Q3: Should I enable 'allowJs' in a migration?
A3: Enable 'allowJs' if you need to intermix JS and TS during migration. Set 'checkJs' to false initially and enable it progressively as you convert modules. For a thorough migration plan, reference Allowing JavaScript Files in a TypeScript Project (allowJs, checkJs) — Comprehensive Guide.
Q4: What's the correct way to generate declaration files for packages?
A4: Enable 'declaration' and 'declarationMap' in your package's tsconfig and ensure 'composite' is true when using project references. Use 'outDir' to place artifacts under dist/ and automate generation in CI. See Generating Declaration Files Automatically (declaration, declarationMap) for a step-by-step walkthrough.
Q5: How do I handle third-party CommonJS modules with default imports?
A5: If you're importing CommonJS modules that export via 'module.exports', enable 'esModuleInterop' or 'allowSyntheticDefaultImports' to simplify imports. Be intentional and consistent across packages. Our guide on Configuring esModuleInterop and allowSyntheticDefaultImports explains the differences and best practices.

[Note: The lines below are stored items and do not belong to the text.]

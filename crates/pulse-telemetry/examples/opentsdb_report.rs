// Copyright 2025 eraflo
//
// Licensed under the Apache License, Version 2.0 (the "License");
// you may not use this file except in compliance with the License.
// You may obtain a copy of the License at
//
//     http://www.apache.org/licenses/LICENSE-2.0
//
// Unless required by applicable law or agreed to in writing, software
// distributed under the License is distributed on an "AS IS" BASIS,
// WITHOUT WARRANTIES OR CONDITIONS OF ANY KIND, either express or implied.
// See the License for the specific language governing permissions and
// limitations under the License.

//! Reports a small registry tree to a local OpenTSDB endpoint.
//!
//! Run a listener first, e.g. `nc -lk 4242`, then:
//! `RUST_LOG=trace cargo run --example opentsdb_report`

use anyhow::Result;
use pulse_core::{Counter, Tags, Timer};
use pulse_telemetry::export::{OpenTsdbExporter, OpenTsdbFormat};
use pulse_telemetry::{Registry, RuntimeStatCapturer};
use std::time::Duration;

fn main() -> Result<()> {
    env_logger::init();

    let root = Registry::leaf();
    let service = Registry::segmented("demo", Tags::from([("env", "dev")]), root.clone());

    let requests = Counter::new();
    service.register("requests", Tags::new(), requests.clone().into())?;
    let handler = Timer::new();
    service.register("handler", Tags::new(), handler.clone().into())?;

    let mut capturer = RuntimeStatCapturer::new();
    capturer.register(&service)?;

    // simulate some traffic
    for i in 0u64..50 {
        requests.inc(1);
        handler.time(|| std::thread::sleep(Duration::from_millis(i % 5)));
    }

    let (stop, shutdown) = flume::bounded(1);
    let mut exporter = OpenTsdbExporter::new(
        "127.0.0.1:4242",
        root,
        Duration::from_secs(2),
        Duration::from_millis(1),
        OpenTsdbFormat::Tcollector,
    )
    .with_precapture(move |_| capturer.capture_once());

    let reporter = std::thread::spawn(move || exporter.run(shutdown));

    std::thread::sleep(Duration::from_secs(7));
    let _ = stop.send(());
    reporter.join().expect("exporter thread panicked");
    Ok(())
}
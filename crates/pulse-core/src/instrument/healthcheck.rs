// Copyright 2025 eraflo
//
// Licensed under the Apache License, Version 2.0 (the "License");
// you may not use this file except in compliance with the License.
// You may obtain a copy of the License at
//
//     http://www.apache.org/licenses/LICENSE-2.0
//
// Unless required by applicable law or agreed to in writing, software
// distributed under the License is distributed on an "AS IS" BASIS,
// WITHOUT WARRANTIES OR CONDITIONS OF ANY KIND, either express or implied.
// See the License for the specific language governing permissions and
// limitations under the License.

use std::fmt;
use std::sync::{Arc, Mutex};

type CheckFn = dyn Fn() -> Result<(), String> + Send + Sync;

/// The last observed result of a health check.
#[derive(Debug, Clone, PartialEq, Eq)]
pub enum HealthStatus {
    /// The check has never run.
    Unknown,
    /// The last run succeeded.
    Healthy,
    /// The last run failed, with the failure message.
    Unhealthy(String),
}

/// A liveness probe: a user-supplied check function plus its last result.
/// Cloning shares the stored status.
///
/// Results are read back through the handle; running the check returns
/// nothing.
#[derive(Clone)]
pub struct HealthCheck {
    inner: Arc<Inner>,
}

struct Inner {
    check: Box<CheckFn>,
    status: Mutex<HealthStatus>,
}

impl HealthCheck {
    /// Creates a health check around `check`.
    pub fn new(check: impl Fn() -> Result<(), String> + Send + Sync + 'static) -> Self {
        Self {
            inner: Arc::new(Inner {
                check: Box::new(check),
                status: Mutex::new(HealthStatus::Unknown),
            }),
        }
    }

    /// Runs the check and stores the outcome.
    pub fn check(&self) {
        let outcome = match (self.inner.check)() {
            Ok(()) => HealthStatus::Healthy,
            Err(message) => HealthStatus::Unhealthy(message),
        };
        *self.inner.status.lock().unwrap() = outcome;
    }

    /// Returns the last observed status.
    pub fn status(&self) -> HealthStatus {
        self.inner.status.lock().unwrap().clone()
    }

    /// Returns `true` when the last run succeeded.
    pub fn is_healthy(&self) -> bool {
        self.status() == HealthStatus::Healthy
    }
}

impl fmt::Debug for HealthCheck {
    fn fmt(&self, f: &mut fmt::Formatter<'_>) -> fmt::Result {
        f.debug_struct("HealthCheck")
            .field("status", &self.status())
            .finish_non_exhaustive()
    }
}

#[cfg(test)]
mod tests {
    use super::*;
    use std::sync::atomic::{AtomicBool, Ordering};

    #[test]
    fn test_status_starts_unknown() {
        let hc = HealthCheck::new(|| Ok(()));
        assert_eq!(hc.status(), HealthStatus::Unknown);
        assert!(!hc.is_healthy());
    }

    #[test]
    fn test_check_stores_latest_outcome() {
        let broken = Arc::new(AtomicBool::new(false));
        let flag = Arc::clone(&broken);
        let hc = HealthCheck::new(move || {
            if flag.load(Ordering::SeqCst) {
                Err("backend unreachable".to_string())
            } else {
                Ok(())
            }
        });

        hc.check();
        assert!(hc.is_healthy());

        broken.store(true, Ordering::SeqCst);
        hc.check();
        assert_eq!(
            hc.status(),
            HealthStatus::Unhealthy("backend unreachable".to_string())
        );
    }

    #[test]
    fn test_clone_shares_status() {
        let hc = HealthCheck::new(|| Ok(()));
        let view = hc.clone();
        hc.check();
        assert!(view.is_healthy());
    }
}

Q6: How can I avoid platform-specific import path issues?
A6: Enforce consistent file path casing via linters or CI checks. Pre-commit hooks can catch mismatches. For an applied guide, check Force Consistent Casing in File Paths: A Practical TypeScript Guide.
Q7: Is 'isolatedModules' required if I use Babel or esbuild?
A7: When using Babel or esbuild to transpile TypeScript, enabling 'isolatedModules' ensures your code only relies on syntax-level transformations that those tools support. If you rely on TypeScript-only transforms (like const enums), they will fail. For more on this, read Understanding isolatedModules for Transpilation Safety.
Q8: How should I enable strict type checks without overwhelming the team?
A8: Adopt a gradual approach: enable stricter flags per package or folder, fix errors, and set guards for new code. Start with 'noImplicitAny' and 'strictNullChecks', and later enable 'exactOptionalPropertyTypes'. Useful migration tips are available in Configuring strictNullChecks in TypeScript: A Practical Guide for Intermediate Developers and Configuring Exact Optional Property Types (exactOptionalPropertyTypes) in TypeScript.
Q9: Where should tests live in a large TypeScript project?
A9: Co-locate unit tests with the code they exercise to keep context close. For shared integration/end-to-end tests, place them in a top-level test folder. Keep test helpers in a test-utils package to encourage reuse without polluting public package APIs.
Q10: What tooling improves incremental build speed the most?
A10: Project references and 'tsc -b' provide huge wins. Add a build orchestrator (turborepo, nx) for caching and parallelism. Use 'declarationMap' and composite builds for faster local workflows. Keep compilation units small and focused to minimize churn.
Additional resources
- For a practical introduction to key tsconfig flags and categories, see tsconfig.json compiler option categories.
Implement these patterns iteratively and measure developer velocity and build times after each change. Small, consistent improvements compound into a resilient, scalable TypeScript codebase.